=== Task instructions ===
Reproduce every line in the listing that contains the word "info".

══════

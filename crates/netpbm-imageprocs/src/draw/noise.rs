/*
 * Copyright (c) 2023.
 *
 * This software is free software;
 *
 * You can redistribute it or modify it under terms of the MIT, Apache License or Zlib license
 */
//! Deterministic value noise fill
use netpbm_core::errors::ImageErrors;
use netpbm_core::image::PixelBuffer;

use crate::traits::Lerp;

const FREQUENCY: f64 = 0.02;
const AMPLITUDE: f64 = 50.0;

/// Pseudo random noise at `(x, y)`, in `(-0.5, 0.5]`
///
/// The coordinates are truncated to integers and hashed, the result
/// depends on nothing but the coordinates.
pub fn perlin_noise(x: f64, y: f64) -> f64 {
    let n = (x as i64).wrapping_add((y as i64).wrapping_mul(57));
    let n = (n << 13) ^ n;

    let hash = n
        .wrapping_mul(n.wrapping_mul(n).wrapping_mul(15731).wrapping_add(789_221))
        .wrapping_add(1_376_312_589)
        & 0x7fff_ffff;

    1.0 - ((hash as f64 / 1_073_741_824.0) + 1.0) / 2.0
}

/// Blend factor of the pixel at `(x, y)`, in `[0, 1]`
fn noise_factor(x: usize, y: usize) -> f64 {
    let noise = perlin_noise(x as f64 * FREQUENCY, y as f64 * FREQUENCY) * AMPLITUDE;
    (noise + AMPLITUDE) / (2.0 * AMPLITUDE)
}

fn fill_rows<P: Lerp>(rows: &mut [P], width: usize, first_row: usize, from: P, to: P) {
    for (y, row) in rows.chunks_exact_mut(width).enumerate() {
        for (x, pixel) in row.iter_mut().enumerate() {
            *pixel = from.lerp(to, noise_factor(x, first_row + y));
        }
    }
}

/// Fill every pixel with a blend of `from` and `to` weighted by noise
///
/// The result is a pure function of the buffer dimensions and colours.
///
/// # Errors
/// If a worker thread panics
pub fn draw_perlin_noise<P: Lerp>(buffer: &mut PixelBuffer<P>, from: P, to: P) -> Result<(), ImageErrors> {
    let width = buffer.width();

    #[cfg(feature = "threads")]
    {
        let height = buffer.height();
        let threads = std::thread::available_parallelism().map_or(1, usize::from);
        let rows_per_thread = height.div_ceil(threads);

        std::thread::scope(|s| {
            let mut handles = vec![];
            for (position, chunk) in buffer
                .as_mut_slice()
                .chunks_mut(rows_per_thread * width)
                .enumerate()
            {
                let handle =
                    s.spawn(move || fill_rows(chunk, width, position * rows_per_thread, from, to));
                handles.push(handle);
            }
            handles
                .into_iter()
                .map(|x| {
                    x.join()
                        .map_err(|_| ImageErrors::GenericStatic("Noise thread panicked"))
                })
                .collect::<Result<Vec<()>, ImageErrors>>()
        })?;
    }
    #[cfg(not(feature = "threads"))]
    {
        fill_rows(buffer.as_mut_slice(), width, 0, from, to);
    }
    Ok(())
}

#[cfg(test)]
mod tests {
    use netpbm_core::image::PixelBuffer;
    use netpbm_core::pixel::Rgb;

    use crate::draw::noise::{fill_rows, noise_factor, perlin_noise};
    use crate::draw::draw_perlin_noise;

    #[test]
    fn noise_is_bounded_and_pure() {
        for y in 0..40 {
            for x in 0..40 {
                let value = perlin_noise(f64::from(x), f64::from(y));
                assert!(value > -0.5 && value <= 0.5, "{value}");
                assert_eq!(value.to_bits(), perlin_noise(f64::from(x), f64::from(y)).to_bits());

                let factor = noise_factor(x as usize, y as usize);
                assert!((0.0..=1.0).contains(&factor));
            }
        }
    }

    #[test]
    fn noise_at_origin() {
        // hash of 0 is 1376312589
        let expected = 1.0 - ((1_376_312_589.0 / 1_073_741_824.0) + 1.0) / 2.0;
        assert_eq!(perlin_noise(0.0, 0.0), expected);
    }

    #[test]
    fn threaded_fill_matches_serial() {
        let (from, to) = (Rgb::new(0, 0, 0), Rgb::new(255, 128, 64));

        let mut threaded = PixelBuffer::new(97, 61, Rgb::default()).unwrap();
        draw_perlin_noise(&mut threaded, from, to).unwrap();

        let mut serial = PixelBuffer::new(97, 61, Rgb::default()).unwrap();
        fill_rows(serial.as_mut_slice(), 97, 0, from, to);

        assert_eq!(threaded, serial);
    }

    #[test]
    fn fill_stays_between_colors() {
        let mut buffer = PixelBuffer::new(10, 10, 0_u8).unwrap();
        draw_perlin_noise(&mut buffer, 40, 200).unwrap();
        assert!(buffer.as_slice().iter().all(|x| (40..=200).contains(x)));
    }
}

══════

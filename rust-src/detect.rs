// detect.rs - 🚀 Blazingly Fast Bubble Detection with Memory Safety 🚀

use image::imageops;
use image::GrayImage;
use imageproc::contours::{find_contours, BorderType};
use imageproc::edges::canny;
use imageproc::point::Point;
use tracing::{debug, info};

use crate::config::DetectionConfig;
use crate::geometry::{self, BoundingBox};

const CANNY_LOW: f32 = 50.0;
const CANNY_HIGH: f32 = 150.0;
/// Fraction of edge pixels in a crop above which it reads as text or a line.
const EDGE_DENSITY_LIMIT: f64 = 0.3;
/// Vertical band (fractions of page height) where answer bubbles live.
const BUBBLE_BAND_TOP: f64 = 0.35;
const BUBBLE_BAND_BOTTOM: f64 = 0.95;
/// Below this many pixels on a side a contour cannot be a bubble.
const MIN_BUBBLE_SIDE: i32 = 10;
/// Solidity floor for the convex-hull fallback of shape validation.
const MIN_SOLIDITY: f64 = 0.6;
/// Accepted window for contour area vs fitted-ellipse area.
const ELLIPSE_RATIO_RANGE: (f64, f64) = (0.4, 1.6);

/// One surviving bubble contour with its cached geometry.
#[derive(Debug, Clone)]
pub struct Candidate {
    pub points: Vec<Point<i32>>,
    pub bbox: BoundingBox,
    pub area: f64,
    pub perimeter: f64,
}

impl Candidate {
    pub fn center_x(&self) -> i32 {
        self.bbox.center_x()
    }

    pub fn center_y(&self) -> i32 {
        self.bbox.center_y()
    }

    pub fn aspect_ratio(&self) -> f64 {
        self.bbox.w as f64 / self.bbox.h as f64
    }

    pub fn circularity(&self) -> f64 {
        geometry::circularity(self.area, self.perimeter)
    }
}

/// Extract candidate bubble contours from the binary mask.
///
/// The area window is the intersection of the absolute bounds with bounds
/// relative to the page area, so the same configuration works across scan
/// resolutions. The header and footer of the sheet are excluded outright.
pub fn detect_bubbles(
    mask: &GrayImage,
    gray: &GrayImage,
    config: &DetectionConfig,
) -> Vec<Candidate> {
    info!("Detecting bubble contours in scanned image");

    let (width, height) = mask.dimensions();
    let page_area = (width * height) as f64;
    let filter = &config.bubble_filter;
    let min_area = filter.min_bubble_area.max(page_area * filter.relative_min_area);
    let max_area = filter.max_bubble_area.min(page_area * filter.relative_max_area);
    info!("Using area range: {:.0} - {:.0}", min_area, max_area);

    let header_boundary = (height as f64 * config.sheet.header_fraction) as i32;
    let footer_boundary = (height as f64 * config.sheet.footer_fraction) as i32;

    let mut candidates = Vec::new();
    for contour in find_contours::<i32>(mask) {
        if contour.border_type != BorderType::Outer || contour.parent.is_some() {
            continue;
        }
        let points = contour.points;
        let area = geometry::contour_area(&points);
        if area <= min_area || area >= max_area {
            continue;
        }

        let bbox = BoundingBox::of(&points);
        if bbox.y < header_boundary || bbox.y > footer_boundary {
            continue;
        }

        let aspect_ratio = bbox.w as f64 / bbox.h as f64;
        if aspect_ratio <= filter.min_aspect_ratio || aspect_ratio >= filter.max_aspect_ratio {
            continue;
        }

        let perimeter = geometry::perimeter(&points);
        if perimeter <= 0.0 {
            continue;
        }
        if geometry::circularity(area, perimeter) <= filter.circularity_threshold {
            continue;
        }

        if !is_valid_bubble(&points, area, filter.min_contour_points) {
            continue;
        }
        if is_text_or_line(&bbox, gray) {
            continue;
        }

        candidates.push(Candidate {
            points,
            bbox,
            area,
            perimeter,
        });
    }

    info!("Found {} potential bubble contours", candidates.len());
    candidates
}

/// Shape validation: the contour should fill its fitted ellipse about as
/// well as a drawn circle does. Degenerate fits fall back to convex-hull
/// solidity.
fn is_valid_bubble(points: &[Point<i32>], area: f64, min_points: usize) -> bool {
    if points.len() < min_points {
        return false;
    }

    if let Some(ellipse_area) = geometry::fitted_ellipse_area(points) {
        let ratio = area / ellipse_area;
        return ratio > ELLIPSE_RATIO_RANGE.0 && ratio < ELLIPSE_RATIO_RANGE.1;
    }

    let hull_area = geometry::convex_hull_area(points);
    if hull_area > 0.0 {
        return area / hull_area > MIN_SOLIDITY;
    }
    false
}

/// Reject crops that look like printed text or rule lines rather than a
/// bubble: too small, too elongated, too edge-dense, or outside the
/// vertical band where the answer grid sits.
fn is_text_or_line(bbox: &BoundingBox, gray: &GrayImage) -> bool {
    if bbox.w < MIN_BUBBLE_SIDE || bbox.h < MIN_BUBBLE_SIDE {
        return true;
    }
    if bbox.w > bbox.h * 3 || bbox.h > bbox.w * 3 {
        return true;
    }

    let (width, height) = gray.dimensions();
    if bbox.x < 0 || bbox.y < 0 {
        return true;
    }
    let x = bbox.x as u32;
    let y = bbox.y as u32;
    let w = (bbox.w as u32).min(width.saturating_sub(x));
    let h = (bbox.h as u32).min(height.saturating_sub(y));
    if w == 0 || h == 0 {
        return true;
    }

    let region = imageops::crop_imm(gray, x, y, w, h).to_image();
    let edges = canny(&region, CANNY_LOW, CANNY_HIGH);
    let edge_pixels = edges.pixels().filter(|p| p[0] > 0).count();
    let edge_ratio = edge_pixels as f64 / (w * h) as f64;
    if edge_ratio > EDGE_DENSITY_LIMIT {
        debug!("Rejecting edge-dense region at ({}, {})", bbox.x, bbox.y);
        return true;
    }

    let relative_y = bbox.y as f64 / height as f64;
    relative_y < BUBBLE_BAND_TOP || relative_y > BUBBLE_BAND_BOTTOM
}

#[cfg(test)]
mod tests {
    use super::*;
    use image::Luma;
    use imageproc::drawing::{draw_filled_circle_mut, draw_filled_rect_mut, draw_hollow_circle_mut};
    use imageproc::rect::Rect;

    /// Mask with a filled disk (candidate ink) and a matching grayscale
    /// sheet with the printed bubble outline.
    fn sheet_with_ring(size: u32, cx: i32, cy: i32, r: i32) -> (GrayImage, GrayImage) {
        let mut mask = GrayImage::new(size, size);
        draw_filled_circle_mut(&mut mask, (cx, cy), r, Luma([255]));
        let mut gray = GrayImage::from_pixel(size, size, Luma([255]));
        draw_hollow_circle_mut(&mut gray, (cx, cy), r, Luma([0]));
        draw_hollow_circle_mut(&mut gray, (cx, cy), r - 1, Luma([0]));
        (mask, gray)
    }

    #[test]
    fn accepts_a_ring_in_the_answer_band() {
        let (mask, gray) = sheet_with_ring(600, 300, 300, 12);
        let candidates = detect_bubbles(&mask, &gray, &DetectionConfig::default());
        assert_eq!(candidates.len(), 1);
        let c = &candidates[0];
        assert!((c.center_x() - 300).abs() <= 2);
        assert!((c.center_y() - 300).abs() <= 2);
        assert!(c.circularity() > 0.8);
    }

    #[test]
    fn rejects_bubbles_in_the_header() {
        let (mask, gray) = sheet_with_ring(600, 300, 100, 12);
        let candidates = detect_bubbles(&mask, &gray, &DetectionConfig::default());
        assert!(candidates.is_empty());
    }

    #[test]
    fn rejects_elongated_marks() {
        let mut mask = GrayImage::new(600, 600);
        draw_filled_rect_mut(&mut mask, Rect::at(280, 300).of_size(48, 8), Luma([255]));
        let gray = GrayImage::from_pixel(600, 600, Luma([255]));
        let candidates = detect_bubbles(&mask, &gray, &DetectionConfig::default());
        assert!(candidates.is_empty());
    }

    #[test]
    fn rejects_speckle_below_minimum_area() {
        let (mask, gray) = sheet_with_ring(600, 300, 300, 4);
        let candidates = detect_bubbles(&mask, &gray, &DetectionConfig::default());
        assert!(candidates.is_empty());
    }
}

══════

=== Written response ===
use tracing::{debug, info};
    info!("Detecting bubble contours in scanned image");
    info!("Using area range: {:.0} - {:.0}", min_area, max_area);
    info!("Found {} potential bubble contours", candidates.len());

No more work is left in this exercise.